## PROVIDED INFORMATION

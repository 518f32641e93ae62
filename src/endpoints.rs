//! The API endpoints URIs.

/// The route to list transactions with search and pagination.
pub const TRANSACTIONS: &str = "/api/transactions";
/// The route to seed the transaction collection from the external dataset.
pub const SEED: &str = "/api/transactions/init";
/// The route for monthly summary statistics.
pub const STATISTICS: &str = "/api/transactions/statistics";
/// The route for the monthly price-bucket histogram.
pub const BAR_CHART: &str = "/api/transactions/bar-chart";
/// The route for monthly per-product counts.
pub const PIE_CHART: &str = "/api/transactions/pie-chart";
/// The route bundling statistics, bar chart, and pie chart into one response.
pub const COMBINED: &str = "/api/transactions/combined-data";

// These tests are here so that we know when we call `Uri::from_shared` it will not panic.
#[cfg(test)]
mod endpoints_tests {
    use axum::http::Uri;

    use crate::endpoints;

    fn assert_endpoint_is_valid_uri(uri: &str) {
        assert!(uri.parse::<Uri>().is_ok());
    }

    #[test]
    fn endpoints_are_valid_uris() {
        assert_endpoint_is_valid_uri(endpoints::TRANSACTIONS);
        assert_endpoint_is_valid_uri(endpoints::SEED);
        assert_endpoint_is_valid_uri(endpoints::STATISTICS);
        assert_endpoint_is_valid_uri(endpoints::BAR_CHART);
        assert_endpoint_is_valid_uri(endpoints::PIE_CHART);
        assert_endpoint_is_valid_uri(endpoints::COMBINED);
    }
}
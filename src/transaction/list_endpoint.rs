//! The route handler for the paginated, searchable transaction list.

use axum::{
    Json,
    extract::{Query, State},
};
use serde::Deserialize;

use crate::{
    AppState, Error,
    stores::{TransactionQuery, TransactionStore},
    transaction::Transaction,
};

/// The query parameters for the transaction list.
#[derive(Debug, Default, Deserialize)]
#[serde(rename_all = "camelCase")]
pub(crate) struct ListParams {
    search: Option<String>,
    page: Option<u64>,
    per_page: Option<u64>,
}

/// A route handler for listing one page of transactions.
///
/// Records match when their title, description, or price rendered as text
/// contains `search` as a case-insensitive substring; an empty or absent
/// search matches everything. Page numbers are 1-based; requesting a page
/// past the end yields an empty array.
pub async fn list_transactions_endpoint<T>(
    State(state): State<AppState<T>>,
    Query(params): Query<ListParams>,
) -> Result<Json<Vec<Transaction>>, Error>
where
    T: TransactionStore + Send + Sync,
{
    let config = &state.pagination_config;
    let query = TransactionQuery {
        search: params.search.unwrap_or_default(),
        page: params.page.unwrap_or(config.default_page).max(1),
        per_page: params.per_page.unwrap_or(config.default_page_size),
    };

    Ok(Json(state.transaction_store.get_page(&query)?))
}
//! The route handler for seeding the transaction collection.

use axum::{Json, extract::State};
use serde::{Deserialize, Serialize};

use crate::{AppState, Error, stores::TransactionStore};

use super::fetch::fetch_seed_dataset;

/// The response payload for a successful seed.
#[derive(Debug, PartialEq, Serialize, Deserialize)]
pub struct SeedResponse {
    /// A confirmation message.
    pub message: String,
    /// How many records were inserted.
    pub inserted: usize,
    /// How many raw records were skipped during coercion.
    pub skipped: usize,
}

/// A route handler that replaces the whole transaction collection with the
/// external seed dataset.
///
/// The fetch happens before any write, so a failed fetch leaves the store
/// untouched. The replacement itself is atomic, see
/// [TransactionStore::replace_all].
pub async fn seed_endpoint<T>(
    State(state): State<AppState<T>>,
) -> Result<Json<SeedResponse>, Error>
where
    T: TransactionStore + Send + Sync,
{
    let dataset = fetch_seed_dataset(&state.http_client, &state.seed_url).await?;

    if dataset.skipped > 0 {
        tracing::warn!(
            "Skipped {} seed records with no price or date of sale.",
            dataset.skipped
        );
    }

    let mut store = state.transaction_store;
    let inserted = store.replace_all(dataset.transactions)?;

    tracing::info!("Seeded the transaction collection with {inserted} records.");

    Ok(Json(SeedResponse {
        message: "Database initialized with seed data".to_owned(),
        inserted,
        skipped: dataset.skipped,
    }))
}

#[cfg(test)]
mod seed_endpoint_tests {
    use std::sync::{Arc, Mutex};

    use axum::{Json, Router, http::StatusCode, routing::get};
    use axum_test::TestServer;
    use rusqlite::Connection;
    use serde_json::{Value, json};
    use time::macros::datetime;

    use crate::{
        AppState, PaginationConfig, build_router,
        db::initialize,
        endpoints,
        stores::{SQLiteTransactionStore, TransactionQuery, TransactionStore},
        transaction::NewTransaction,
    };

    use super::SeedResponse;

    /// Serve `dataset` from a local HTTP server and return its URL.
    async fn spawn_upstream(dataset: Value) -> String {
        let upstream = Router::new().route("/dataset", get(move || async move { Json(dataset) }));

        let listener = tokio::net::TcpListener::bind("127.0.0.1:0")
            .await
            .expect("Could not bind the upstream listener.");
        let address = listener.local_addr().unwrap();

        tokio::spawn(async move {
            axum::serve(listener, upstream)
                .await
                .expect("The upstream server failed.");
        });

        format!("http://{address}/dataset")
    }

    fn get_test_server(seed_url: &str) -> (TestServer, SQLiteTransactionStore) {
        let connection =
            Connection::open_in_memory().expect("Could not open database in memory.");
        initialize(&connection).expect("Could not initialize database.");

        let store = SQLiteTransactionStore::new(Arc::new(Mutex::new(connection)));
        let state = AppState::new(store.clone(), PaginationConfig::default(), seed_url);
        let server =
            TestServer::try_new(build_router(state)).expect("Could not create test server.");

        (server, store)
    }

    #[tokio::test]
    async fn seeding_replaces_store_contents_with_the_dataset() {
        let seed_url = spawn_upstream(json!([
            {
                "id": 1,
                "title": "Laptop",
                "description": "Thin and light",
                "price": 799.0,
                "dateOfSale": "2021-11-27T20:29:54+05:30",
                "sold": true
            },
            {
                "id": 2,
                "title": "Mouse",
                "description": "Wireless",
                "price": 25.0,
                "dateOfSale": "2021-12-01T08:00:00Z",
                "sold": false
            }
        ]))
        .await;
        let (server, mut store) = get_test_server(&seed_url);

        store
            .replace_all(vec![NewTransaction {
                title: "Stale".to_owned(),
                description: String::new(),
                price: 1.0,
                date_of_sale: datetime!(2020-01-01 0:00 UTC),
                sold: false,
            }])
            .unwrap();

        let response = server.get(endpoints::SEED).await;

        response.assert_status_ok();
        assert_eq!(
            response.json::<SeedResponse>(),
            SeedResponse {
                message: "Database initialized with seed data".to_owned(),
                inserted: 2,
                skipped: 0,
            }
        );

        let transactions = store.get_page(&TransactionQuery::default()).unwrap();
        assert_eq!(transactions.len(), 2);
        assert_eq!(transactions[0].title, "Laptop");
        assert_eq!(transactions[1].title, "Mouse");
    }

    #[tokio::test]
    async fn seeding_reports_skipped_records() {
        let seed_url = spawn_upstream(json!([
            {"title": "No price", "dateOfSale": "2022-01-01T00:00:00Z"},
            {"title": "Complete", "price": 10.0, "dateOfSale": "2022-01-01T00:00:00Z"}
        ]))
        .await;
        let (server, _) = get_test_server(&seed_url);

        let response = server.get(endpoints::SEED).await;

        response.assert_status_ok();
        let seed_response = response.json::<SeedResponse>();
        assert_eq!(seed_response.inserted, 1);
        assert_eq!(seed_response.skipped, 1);
    }

    #[tokio::test]
    async fn failed_fetch_leaves_store_untouched() {
        // Nothing is listening on this port.
        let (server, mut store) = get_test_server("http://127.0.0.1:1/dataset");

        store
            .replace_all(vec![NewTransaction {
                title: "Keep me".to_owned(),
                description: String::new(),
                price: 1.0,
                date_of_sale: datetime!(2020-01-01 0:00 UTC),
                sold: false,
            }])
            .unwrap();

        let response = server.get(endpoints::SEED).await;

        response.assert_status(StatusCode::BAD_GATEWAY);

        let transactions = store.get_page(&TransactionQuery::default()).unwrap();
        assert_eq!(transactions.len(), 1);
        assert_eq!(transactions[0].title, "Keep me");
    }
}
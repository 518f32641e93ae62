//! This modules defines the common functionality for paging data.

/// The config for pagination
#[derive(Debug, Clone)]
pub struct PaginationConfig {
    /// The page number to default to when not specified in a request.
    pub default_page: u64,
    /// The number of transactions per page when not specified in a request.
    pub default_page_size: u64,
}

impl Default for PaginationConfig {
    fn default() -> Self {
        Self {
            default_page: 1,
            default_page_size: 10,
        }
    }
}
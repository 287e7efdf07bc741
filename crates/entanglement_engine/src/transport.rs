//! Transport seam.
//!
//! The engine needs a byte stream and the peer's identity. TLS and Unix
//! socket transports live outside this crate and plug in through
//! [`Connector`] and [`Listener`]. [`MemoryNetwork`] pairs in-process
//! duplex streams and is what the tests run on.

use crate::destination::{Destination, Endpoint};
use crate::error::{SyncError, SyncResult};
use entanglement_protocol::DestHash;
use parking_lot::Mutex;
use std::collections::HashMap;
use std::fmt;
use std::future::Future;
use std::pin::Pin;
use std::sync::Arc;
use tokio::io::{AsyncRead, AsyncWrite};
use tokio::sync::mpsc;

/// Buffer size of each direction of an in-memory stream.
const MEMORY_STREAM_BUFFER: usize = 64 * 1024;

/// A duplex byte stream the engine can run a connection over.
pub trait AsyncStream: AsyncRead + AsyncWrite + Send + Unpin {}

impl<T: AsyncRead + AsyncWrite + Send + Unpin> AsyncStream for T {}

/// Boxed transport stream.
pub type BoxStream = Box<dyn AsyncStream>;

/// Boxed future returned by transport traits.
pub type BoxFuture<'a, T> = Pin<Box<dyn Future<Output = T> + Send + 'a>>;

/// An established transport with the identity the transport vouches for.
pub struct Connected {
    /// The byte stream.
    pub stream: BoxStream,
    /// Peer identity, e.g. the hash of its certificate.
    pub peer: DestHash,
}

impl fmt::Debug for Connected {
    fn fmt(&self, f: &mut fmt::Formatter<'_>) -> fmt::Result {
        f.debug_struct("Connected").field("peer", &self.peer).finish()
    }
}

/// Dials destinations.
pub trait Connector: Send + Sync {
    /// Opens a transport to the destination's endpoint.
    ///
    /// Failures marked retryable are retried with backoff.
    fn connect<'a>(&'a self, dest: &'a Destination) -> BoxFuture<'a, SyncResult<Connected>>;
}

/// Accepts incoming transports.
pub trait Listener: Send {
    /// Waits for the next incoming transport. `None` once the listener is closed.
    fn accept(&mut self) -> BoxFuture<'_, Option<Connected>>;
}

/// An in-process network of named listeners.
///
/// Identities are assigned by whoever creates the connector or listener,
/// standing in for certificate hashes.
#[derive(Clone, Default)]
pub struct MemoryNetwork {
    listeners: Arc<Mutex<HashMap<String, (DestHash, mpsc::UnboundedSender<Connected>)>>>,
}

impl MemoryNetwork {
    /// Creates an empty network.
    pub fn new() -> Self {
        Self::default()
    }

    /// Binds a listener under `name` for the endpoint with `identity`.
    ///
    /// Rebinding a name replaces the previous listener.
    pub fn listen(&self, name: impl Into<String>, identity: DestHash) -> MemoryListener {
        let (tx, rx) = mpsc::unbounded_channel();
        self.listeners.lock().insert(name.into(), (identity, tx));
        MemoryListener { rx }
    }

    /// Removes a listener; later dials to it fail.
    pub fn unbind(&self, name: &str) {
        self.listeners.lock().remove(name);
    }

    /// A connector dialing out as `identity`.
    pub fn connector(&self, identity: DestHash) -> MemoryConnector {
        MemoryConnector {
            network: self.clone(),
            identity,
        }
    }

    fn dial(&self, name: &str, identity: DestHash) -> SyncResult<Connected> {
        let listeners = self.listeners.lock();
        let (peer, tx) = listeners
            .get(name)
            .ok_or_else(|| SyncError::transport_retryable(format!("no listener named {name}")))?;
        let (ours, theirs) = tokio::io::duplex(MEMORY_STREAM_BUFFER);
        tx.send(Connected {
            stream: Box::new(theirs),
            peer: identity,
        })
        .map_err(|_| SyncError::transport_retryable(format!("listener {name} is closed")))?;
        Ok(Connected {
            stream: Box::new(ours),
            peer: *peer,
        })
    }
}

impl fmt::Debug for MemoryNetwork {
    fn fmt(&self, f: &mut fmt::Formatter<'_>) -> fmt::Result {
        let listeners = self.listeners.lock();
        let mut names: Vec<&String> = listeners.keys().collect();
        names.sort();
        f.debug_struct("MemoryNetwork").field("listeners", &names).finish()
    }
}

/// Dials [`Endpoint::Memory`] endpoints on a [`MemoryNetwork`].
#[derive(Debug, Clone)]
pub struct MemoryConnector {
    network: MemoryNetwork,
    identity: DestHash,
}

impl Connector for MemoryConnector {
    fn connect<'a>(&'a self, dest: &'a Destination) -> BoxFuture<'a, SyncResult<Connected>> {
        Box::pin(async move {
            match &dest.endpoint {
                Some(Endpoint::Memory(name)) => self.network.dial(name, self.identity),
                Some(other) => Err(SyncError::transport_fatal(format!(
                    "memory transport cannot reach {other:?}"
                ))),
                None => Err(SyncError::transport_fatal(format!("{dest} has no endpoint"))),
            }
        })
    }
}

/// Incoming side of a [`MemoryNetwork`] binding.
#[derive(Debug)]
pub struct MemoryListener {
    rx: mpsc::UnboundedReceiver<Connected>,
}

impl Listener for MemoryListener {
    fn accept(&mut self) -> BoxFuture<'_, Option<Connected>> {
        Box::pin(self.rx.recv())
    }
}

#[cfg(test)]
mod tests {
    use super::*;
    use tokio::io::{AsyncReadExt, AsyncWriteExt};

    #[tokio::test]
    async fn memory_dial_reports_identities() {
        let network = MemoryNetwork::new();
        let server = DestHash::from_string("server");
        let client = DestHash::from_string("client");
        let mut listener = network.listen("server", server);
        let connector = network.connector(client);

        let dest = Destination::new(server, "server").with_endpoint(Endpoint::Memory("server".into()));
        let mut outgoing = connector.connect(&dest).await.unwrap();
        let mut incoming = listener.accept().await.unwrap();
        assert_eq!(outgoing.peer, server);
        assert_eq!(incoming.peer, client);

        outgoing.stream.write_all(b"ping").await.unwrap();
        let mut buf = [0u8; 4];
        incoming.stream.read_exact(&mut buf).await.unwrap();
        assert_eq!(&buf, b"ping");
    }

    #[tokio::test]
    async fn missing_listener_is_retryable() {
        let network = MemoryNetwork::new();
        let connector = network.connector(DestHash::from_string("client"));
        let dest = Destination::new(DestHash::from_string("server"), "server")
            .with_endpoint(Endpoint::Memory("nowhere".into()));
        let err = connector.connect(&dest).await.unwrap_err();
        assert!(err.is_retryable());

        let _listener = network.listen("nowhere", DestHash::from_string("server"));
        network.unbind("nowhere");
        assert!(connector.connect(&dest).await.unwrap_err().is_retryable());
    }

    #[tokio::test]
    async fn foreign_endpoint_is_fatal() {
        let network = MemoryNetwork::new();
        let connector = network.connector(DestHash::from_string("client"));
        let dest = Destination::new(DestHash::from_string("server"), "server").with_endpoint(Endpoint::Tcp {
            host: "localhost".into(),
            port: 9120,
        });
        let err = connector.connect(&dest).await.unwrap_err();
        assert!(!err.is_retryable());
    }
}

## DIRECTIONS
From the first line of the records through the line with "pub const COMBINED: &str", retype everything word for word, including both ends.

## ANSWER BOX
repository 518f32641e93ae62
filename src/endpoints.rs
//! The API endpoints URIs.

/// The route to list transactions with search and pagination.
pub const TRANSACTIONS: &str = "/api/transactions";
/// The route to seed the transaction collection from the external dataset.
pub const SEED: &str = "/api/transactions/init";
/// The route for monthly summary statistics.
pub const STATISTICS: &str = "/api/transactions/statistics";
/// The route for the monthly price-bucket histogram.
pub const BAR_CHART: &str = "/api/transactions/bar-chart";
/// The route for monthly per-product counts.
pub const PIE_CHART: &str = "/api/transactions/pie-chart";
/// The route bundling statistics, bar chart, and pie chart into one response.
pub const COMBINED: &str = "/api/transactions/combined-data";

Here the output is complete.